Our analogue. Belt says good systems expend effort in flux and delegated dissipation but keep governance/twist minimal. TRM’s one-net design is literally minimal twist (fewer moving parts), while the heavy lifting (error decay) is delegated to a cheap, repeated micro-update loop (the recursion). That pushes entropy-efficiency (η_Σ) up: more valid work per unit dissipation.
Single-line ledger (Belt form):
[ (5.1) ] ΔW_real = W_flux + W_twist − Σ_macro + ε_res
Here TRM’s “less twist, more efficient local correction” corresponds to lower Σ_macro for similar or better ΔW_real (accuracy).
6) Attention-Free on Small Fixed Context ≈ Slot-Aware Dissipation
What TRM observes. For fixed, short contexts (Sudoku 9×9), replacing self-attention with an MLP-mixer-like sequence MLP boosts generalization (≈+10%); for larger 30×30 grids, attention returns as helpful. Inductive bias should match slot geometry.
Our analogue. In our slot-aware dissipative Lagrangian, structure-preserving penalties favor the simplest operator that respects domain topology; don’t over-parameterize a context that doesn’t need global attention. TRM’s switch between MLP and attention is precisely that slot-matched minimalism.
7) Data-Augment-then-Vote ≈ Controlled Flux for Generalization
What TRM actually runs. Heavy data augmentation (e.g., 1000 shuffles on Sudoku; 1000 color/dihedral/translation transforms on ARC) and answer voting across augmentations to stabilize outputs. This is organized flux funneled through a tiny solver.
Our analogue. Belt favors structured exposure (flux) + low-twist solver to dissipate uncertainty cheaply. Rather than growing the core model, expose it to diverse but symmetry-consistent views and let the micro-loop do the smoothing.
What Is Not (Yet) Matched
-
Ô_self as an endogenous observer. TRM/HRM iterate (z,y) but do not learn a self-modifying projection operator Ô that rewrites how it observes across episodes (no long-horizon autobiographical trace). Our Ô_self spec demands that extra layer.
-
Full CAFT governance. TRM exposes halting and EMA, yet lacks explicit {g,a,d,τ} telemetry and long-memory kernels K(Δ) across tasks—central to our diagnosis/control loop.
A Short Synthesis
TRM takes the essence of our collapse-tick loop—“carry the trace, improve, repeat”—and bakes it into a tiny, damped, minimally twisted engine. It delegates dissipation to a cheap recursive inner loop, governs compute via a light halter, and tunes inductive bias to the slot geometry of the task.
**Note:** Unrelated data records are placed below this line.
//! jobnode node process.
//!
//! Hosts one node session at a time and exposes its job state, node state
//! and operation ledger over an authenticated REST/WebSocket surface.

pub mod auth;
pub mod config;
pub mod error;
pub mod http;
pub mod job_source;
pub mod market_client;
pub mod metrics;
pub mod serve;
pub mod state;
pub mod wallet;

pub use config::NodeConfig;
pub use error::NodeError;
pub use http::create_router;
pub use market_client::{fetch_market, HttpMarketClient};
pub use serve::{parse_port, serve};
pub use state::{NodeContext, StateEvent};
//! jobnode core domain
//!
//! Execution-and-state core of a compute node:
//! - observable state registers for job and node lifecycles
//! - the per-operation task ledger
//! - session guard and rotating abort scope
//!
//! Nothing here touches the network or a specific runtime.

pub mod error;
pub mod health;
pub mod ids;
pub mod job;
pub mod ledger;
pub mod market;
pub mod phase;
pub mod register;
pub mod session;
pub mod state;
pub mod status;
pub mod volume;
pub mod wallet;

// Re-export commonly used types
pub use error::CoreError;
pub use health::{HealthCheck, Port};
pub use ids::{NodeAddress, OperationId};
pub use job::{JobDefinition, OperationDefinition, ValidationIssue};
pub use ledger::{OperationRecord, TaskLedger};
pub use market::{BoxError, Market, MarketSource};
pub use phase::{JobPhase, NodePhase, Phase};
pub use register::{payload, Payload, PhaseRecord, SharedKeys, StateRegister, SubscriptionId};
pub use session::{AbortScope, AbortToken, ActiveSession, SessionGuard};
pub use state::{job_state_manager, node_state_manager, JobStateManager, NodeStateManager, JOB_SHARED_KEYS};
pub use status::OperationStatus;
pub use volume::{has_docker_volume, VolumeInfo};
//! Newtype wrappers for identifiers to ensure type safety.

use serde::{Deserialize, Serialize};
use std::fmt;
use uuid::Uuid;

macro_rules! string_id {
    ($(#[$meta:meta])* $name:ident) => {
        $(#[$meta])*
        #[derive(Debug, Clone, PartialEq, Eq, PartialOrd, Ord, Hash, Serialize, Deserialize)]
        #[serde(transparent)]
        pub struct $name(String);

        impl $name {
            pub fn new(id: impl Into<String>) -> Self {
                Self(id.into())
            }

            pub fn as_str(&self) -> &str {
                &self.0
            }

            pub fn into_inner(self) -> String {
                self.0
            }
        }

        impl fmt::Display for $name {
            fn fmt(&self, f: &mut fmt::Formatter<'_>) -> fmt::Result {
                f.write_str(&self.0)
            }
        }

        impl From<String> for $name {
            fn from(s: String) -> Self {
                Self(s)
            }
        }

        impl From<&str> for $name {
            fn from(s: &str) -> Self {
                Self(s.to_owned())
            }
        }
    };
}

string_id!(
    /// Identifier of a single operation inside a job.
    OperationId
);

string_id!(
    /// Address a node runs under (hex-encoded ed25519 public key).
    NodeAddress
);

impl OperationId {
    /// Generate a new random OperationId.
    pub fn generate() -> Self {
        Self(Uuid::new_v4().to_string())
    }
}

#[cfg(test)]
mod tests {
    use super::*;

    #[test]
    fn test_operation_id_generate() {
        let id1 = OperationId::generate();
        let id2 = OperationId::generate();
        assert_ne!(id1, id2);
    }

    #[test]
    fn test_id_display() {
        let id = NodeAddress::new("ab12");
        assert_eq!(format!("{}", id), "ab12");
    }

    #[test]
    fn test_id_serializes_as_plain_string() {
        let id = OperationId::new("op-1");
        assert_eq!(serde_json::to_string(&id).unwrap(), "\"op-1\"");
    }
}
That set of choices lines up with our strongest priors about entropy-efficient, stable, and governable reasoning. The missing piece, if one wants a true Ô_self prototype, is making the observer (projection policy) itself learnable over long-range trace—not just the answer.
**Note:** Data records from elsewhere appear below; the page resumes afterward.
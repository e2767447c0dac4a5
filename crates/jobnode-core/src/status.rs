//! Status of an operation within a job.

use serde::{Deserialize, Serialize};

/// Lifecycle status of a single operation.
#[derive(Debug, Clone, Copy, Default, PartialEq, Eq, Hash, Serialize, Deserialize)]
#[serde(rename_all = "lowercase")]
pub enum OperationStatus {
    /// Record exists but the operation has not been scheduled.
    #[default]
    Init,
    /// Scheduled, waiting on a dependency or a resource.
    Pending,
    Running,
    Success,
    Failed,
    /// Stopped through the abort scope before finishing.
    Stopped,
}

impl OperationStatus {
    pub const ALL: [OperationStatus; 6] = [
        Self::Init,
        Self::Pending,
        Self::Running,
        Self::Success,
        Self::Failed,
        Self::Stopped,
    ];

    /// Returns true if the operation has finished, one way or another.
    pub fn is_terminal(&self) -> bool {
        matches!(self, Self::Success | Self::Failed | Self::Stopped)
    }

    pub fn as_str(&self) -> &'static str {
        match self {
            Self::Init => "init",
            Self::Pending => "pending",
            Self::Running => "running",
            Self::Success => "success",
            Self::Failed => "failed",
            Self::Stopped => "stopped",
        }
    }
}

#[cfg(test)]
mod tests {
    use super::*;

    #[test]
    fn test_terminal_statuses() {
        assert!(OperationStatus::Success.is_terminal());
        assert!(OperationStatus::Stopped.is_terminal());
        assert!(!OperationStatus::Running.is_terminal());
        assert!(!OperationStatus::Init.is_terminal());
    }

    #[test]
    fn test_as_str_matches_serde() {
        for status in OperationStatus::ALL {
            let json = serde_json::to_string(&status).unwrap();
            assert_eq!(json, format!("\"{}\"", status.as_str()));
        }
    }
}
//! Shared node context.
//!
//! One instance per process, built at startup and handed to every
//! collaborator that needs job/node state, the ledger or the session scope.

use std::sync::Arc;

use chrono::{DateTime, Utc};
use serde::Serialize;
use tokio::sync::broadcast;
use tracing::info;

use jobnode_core::{
    job_state_manager, node_state_manager, AbortScope, ActiveSession, CoreError, JobPhase,
    JobStateManager, NodeAddress, NodePhase, NodeStateManager, Payload, PhaseRecord, SessionGuard,
    TaskLedger,
};

use crate::auth::{Authorizer, SignerRegistry};
use crate::config::NodeConfig;

/// A phase transition from either register, as streamed to WebSocket clients.
#[derive(Debug, Clone, PartialEq, Serialize)]
#[serde(tag = "source", rename_all = "snake_case")]
pub enum StateEvent {
    Job {
        phase: JobPhase,
        payload: Payload,
        timestamp: DateTime<Utc>,
    },
    Node {
        phase: NodePhase,
        payload: Payload,
        timestamp: DateTime<Utc>,
    },
}

impl From<&PhaseRecord<JobPhase>> for StateEvent {
    fn from(record: &PhaseRecord<JobPhase>) -> Self {
        Self::Job {
            phase: record.phase,
            payload: record.payload.clone(),
            timestamp: record.timestamp,
        }
    }
}

impl From<&PhaseRecord<NodePhase>> for StateEvent {
    fn from(record: &PhaseRecord<NodePhase>) -> Self {
        Self::Node {
            phase: record.phase,
            payload: record.payload.clone(),
            timestamp: record.timestamp,
        }
    }
}

pub struct NodeContext {
    pub config: NodeConfig,
    pub address: NodeAddress,
    pub job_state: Arc<JobStateManager>,
    pub node_state: Arc<NodeStateManager>,
    pub ledger: Arc<TaskLedger>,
    pub sessions: Arc<SessionGuard>,
    pub abort: AbortScope,
    pub authorizer: Authorizer,
    pub events: broadcast::Sender<StateEvent>,
}

impl NodeContext {
    /// Build a context with fresh registers, ledger and session guard.
    pub fn new(config: NodeConfig) -> Arc<Self> {
        Self::with_sessions(config, Arc::new(SessionGuard::new()))
    }

    /// Build a context sharing an existing session guard.
    pub fn with_sessions(config: NodeConfig, sessions: Arc<SessionGuard>) -> Arc<Self> {
        let job_state = Arc::new(job_state_manager());
        let node_state = Arc::new(node_state_manager());
        let (events, _) = broadcast::channel(config.event_buffer.max(1));

        // Send errors only mean nobody is listening.
        let tx = events.clone();
        job_state.subscribe(move |record| {
            let _ = tx.send(StateEvent::from(record));
        });
        let tx = events.clone();
        node_state.subscribe(move |record| {
            let _ = tx.send(StateEvent::from(record));
        });

        let registry = SignerRegistry::new(config.backend_signer.clone(), config.address.clone());
        let authorizer = Authorizer::new(config.auth_message.clone(), registry, job_state.clone());

        Arc::new(Self {
            address: NodeAddress::new(config.address.clone()),
            config,
            job_state,
            node_state,
            ledger: Arc::new(TaskLedger::new()),
            sessions,
            abort: AbortScope::new(),
            authorizer,
            events,
        })
    }

    /// Claim the node address for this process. Must succeed before any
    /// other session setup runs.
    pub fn begin_session(&self) -> Result<ActiveSession, CoreError> {
        self.sessions.begin(self.address.clone())
    }

    /// Tear down a session: free the address, rotate the abort scope and
    /// discard the session's ledger.
    pub fn end_session(&self, session: ActiveSession) {
        session.end();
        self.abort.rotate();
        let discarded = self.ledger.len();
        self.ledger.clear();
        info!(address = %self.address, discarded_operations = discarded, "session ended");
    }

    pub fn session_active(&self) -> bool {
        self.sessions.is_active(&self.address)
    }
}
Appendix: One-Line Equation Index (Blogger-ready)
[ (1.1) ] state_{t+1} = Π( state_t , trace_t ) ; trace_t = T( state_t , output_t )
[ (2.1) ] z_{t+1} = F( x , y_t , z_t ) ; y_{t+1} = G( y_t , z_{t+1} )
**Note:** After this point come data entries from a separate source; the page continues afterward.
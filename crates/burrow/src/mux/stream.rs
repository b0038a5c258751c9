//! A single multiplexed stream.
//!
//! `Stream` is a clonable handle; clones share buffers and flow-control
//! state, like `TcpStream::try_clone`. Reads block on a condvar fed by the
//! demux thread, writes block on the peer's credit window. Deadlines apply
//! per handle-wide setting, matching socket semantics.

use std::collections::VecDeque;
use std::io::{self, Read, Write};
use std::sync::Arc;
use std::time::{Duration, Instant};

use parking_lot::{Condvar, Mutex};

use super::Shared;
use super::frame::{Header, MAX_DATA_LEN};
use crate::net::Conduit;

pub(super) struct RecvBuf {
  pub buf: VecDeque<u8>,
  /// Peer sent FIN; no more data after the buffer drains.
  pub eof: bool,
  /// Peer reset the stream.
  pub reset: bool,
  /// `close()` was called on this side.
  pub closed_local: bool,
  /// The multiplexer went away underneath us.
  pub aborted: bool,
  /// Bytes consumed since the last window refill sent to the peer.
  pub consumed: u32,
}

pub(super) struct SendState {
  pub window: u32,
  pub fin_sent: bool,
  pub reset: bool,
  pub aborted: bool,
}

pub(super) struct StreamState {
  pub id: u32,
  pub recv: Mutex<RecvBuf>,
  pub readable: Condvar,
  pub send: Mutex<SendState>,
  pub writable: Condvar,
  pub read_timeout: Mutex<Option<Duration>>,
  pub write_timeout: Mutex<Option<Duration>>,
}

impl StreamState {
  pub fn new(id: u32, window: u32) -> Arc<StreamState> {
    Arc::new(StreamState {
      id,
      recv: Mutex::new(RecvBuf {
        buf: VecDeque::new(),
        eof: false,
        reset: false,
        closed_local: false,
        aborted: false,
        consumed: 0,
      }),
      readable: Condvar::new(),
      send: Mutex::new(SendState {
        window,
        fin_sent: false,
        reset: false,
        aborted: false,
      }),
      writable: Condvar::new(),
      read_timeout: Mutex::new(None),
      write_timeout: Mutex::new(None),
    })
  }

  /// Appends inbound payload, enforcing the advertised receive window.
  pub fn push_data(&self, payload: &[u8], window: u32) -> Result<(), ()> {
    let mut recv = self.recv.lock();
    if recv.closed_local || recv.reset {
      // Data raced our close; drop it.
      return Ok(());
    }
    if recv.buf.len() + payload.len() > window as usize {
      return Err(());
    }
    recv.buf.extend(payload);
    drop(recv);
    self.readable.notify_all();
    Ok(())
  }

  pub fn mark_eof(&self) {
    self.recv.lock().eof = true;
    self.readable.notify_all();
  }

  pub fn mark_reset(&self) {
    self.recv.lock().reset = true;
    self.send.lock().reset = true;
    self.readable.notify_all();
    self.writable.notify_all();
  }

  pub fn add_credit(&self, delta: u32) {
    let mut send = self.send.lock();
    send.window = send.window.saturating_add(delta);
    drop(send);
    self.writable.notify_all();
  }

  /// Fails every pending and future operation; used on mux teardown.
  pub fn abort(&self) {
    self.recv.lock().aborted = true;
    self.send.lock().aborted = true;
    self.readable.notify_all();
    self.writable.notify_all();
  }
}

pub struct Stream {
  pub(super) shared: Arc<Shared>,
  pub(super) state: Arc<StreamState>,
}

impl Clone for Stream {
  fn clone(&self) -> Self {
    Stream {
      shared: self.shared.clone(),
      state: self.state.clone(),
    }
  }
}

impl std::fmt::Debug for Stream {
  fn fmt(&self, f: &mut std::fmt::Formatter<'_>) -> std::fmt::Result {
    f.debug_struct("Stream").field("id", &self.state.id).finish()
  }
}

impl Stream {
  pub fn id(&self) -> u32 {
    self.state.id
  }

  /// Closes the stream in both directions. Sends FIN once, wakes local
  /// readers and writers, and forgets the stream on this side. Safe to
  /// call multiple times and from clones.
  pub fn close(&self) {
    let send_fin = {
      let mut send = self.state.send.lock();
      if send.fin_sent || send.reset || send.aborted {
        false
      } else {
        send.fin_sent = true;
        true
      }
    };
    if send_fin {
      let _ = self
        .shared
        .send_frame(Header::fin(self.state.id), &[], None);
    }
    self.state.recv.lock().closed_local = true;
    self.state.readable.notify_all();
    self.state.writable.notify_all();
    self.shared.forget(self.state.id);
  }
}

impl Read for Stream {
  fn read(&mut self, buf: &mut [u8]) -> io::Result<usize> {
    if buf.is_empty() {
      return Ok(0);
    }
    let deadline = self
      .state
      .read_timeout
      .lock()
      .map(|timeout| Instant::now() + timeout);
    let mut recv = self.state.recv.lock();
    loop {
      if !recv.buf.is_empty() {
        let n = buf.len().min(recv.buf.len());
        for (slot, byte) in buf.iter_mut().zip(recv.buf.drain(..n)) {
          *slot = byte;
        }
        recv.consumed = recv.consumed.saturating_add(n as u32);
        let half_window = self.shared.cfg.window / 2;
        let refill = if recv.consumed >= half_window && !recv.eof && !recv.closed_local {
          let delta = recv.consumed;
          recv.consumed = 0;
          Some(delta)
        } else {
          None
        };
        drop(recv);
        if let Some(delta) = refill {
          let _ = self
            .shared
            .send_frame(Header::window_update(self.state.id, delta), &[], None);
        }
        return Ok(n);
      }
      if recv.reset {
        return Err(io::Error::new(
          io::ErrorKind::ConnectionReset,
          "stream reset by peer",
        ));
      }
      if recv.eof || recv.closed_local || recv.aborted {
        return Ok(0);
      }
      match deadline {
        None => {
          self.state.readable.wait(&mut recv);
        }
        Some(deadline) => {
          if self
            .state
            .readable
            .wait_until(&mut recv, deadline)
            .timed_out()
            && recv.buf.is_empty()
            && !recv.eof
            && !recv.reset
            && !recv.closed_local
            && !recv.aborted
          {
            return Err(io::Error::new(
              io::ErrorKind::TimedOut,
              "stream read timed out",
            ));
          }
        }
      }
    }
  }
}

impl Write for Stream {
  fn write(&mut self, buf: &[u8]) -> io::Result<usize> {
    if buf.is_empty() {
      return Ok(0);
    }
    let deadline = self
      .state
      .write_timeout
      .lock()
      .map(|timeout| Instant::now() + timeout);
    let mut written = 0usize;
    while written < buf.len() {
      let chunk = {
        let mut send = self.state.send.lock();
        loop {
          if send.aborted {
            return finish_write(written, io::ErrorKind::ConnectionAborted, "multiplexer closed");
          }
          if send.reset {
            return finish_write(written, io::ErrorKind::ConnectionReset, "stream reset by peer");
          }
          if send.fin_sent {
            return finish_write(written, io::ErrorKind::BrokenPipe, "stream closed");
          }
          if send.window > 0 {
            break;
          }
          match deadline {
            None => {
              self.state.writable.wait(&mut send);
            }
            Some(deadline) => {
              if self
                .state
                .writable
                .wait_until(&mut send, deadline)
                .timed_out()
                && send.window == 0
                && !send.aborted
                && !send.reset
                && !send.fin_sent
              {
                return finish_write(written, io::ErrorKind::TimedOut, "stream write timed out");
              }
            }
          }
        }
        let n = (buf.len() - written)
          .min(send.window as usize)
          .min(MAX_DATA_LEN);
        send.window -= n as u32;
        n
      };
      let timeout = *self.state.write_timeout.lock();
      self.shared.send_frame(
        Header::data(self.state.id, chunk as u32),
        &buf[written..written + chunk],
        timeout,
      )?;
      written += chunk;
    }
    Ok(written)
  }

  fn flush(&mut self) -> io::Result<()> {
    self.shared.flush_transport()
  }
}

fn finish_write(written: usize, kind: io::ErrorKind, message: &str) -> io::Result<usize> {
  if written > 0 {
    Ok(written)
  } else {
    Err(io::Error::new(kind, message))
  }
}

impl Conduit for Stream {
  fn try_clone(&self) -> io::Result<Box<dyn Conduit>> {
    Ok(Box::new(self.clone()))
  }

  fn shutdown(&self) -> io::Result<()> {
    self.close();
    Ok(())
  }

  fn set_read_timeout(&self, timeout: Option<Duration>) -> io::Result<()> {
    *self.state.read_timeout.lock() = timeout;
    Ok(())
  }

  fn set_write_timeout(&self, timeout: Option<Duration>) -> io::Result<()> {
    *self.state.write_timeout.lock() = timeout;
    Ok(())
  }
}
[ (3.1) ] halt_t = σ( H( y_t , z_t ) ) ⇒ if halt_t ≥ θ then stop else continue
[ (4.1) ] θ̄_{t+1} = (1−λ)·θ_{t+1} + λ·θ̄_t , 0≪λ<1
[ (5.1) ] ΔW_real = W_flux + W_twist − Σ_macro + ε_res
(Citations for claims and numbers are inline above.)
© 2025 Danny Yeung. All rights reserved. 版权所有 不得转载
Disclaimer
This book is the product of a collaboration between the author and OpenAI's GPT-5 language model. While every effort has been made to ensure accuracy, clarity, and insight, the content is generated with the assistance of artificial intelligence and may contain factual, interpretive, or mathematical errors. Readers are encouraged to approach the ideas with critical thinking and to consult primary scientific literature where appropriate.
This work is speculative, interdisciplinary, and exploratory in nature. It bridges metaphysics, physics, and organizational theory to propose a novel conceptual framework—not a definitive scientific theory. As such, it invites dialogue, challenge, and refinement.
I am merely a midwife of knowledge.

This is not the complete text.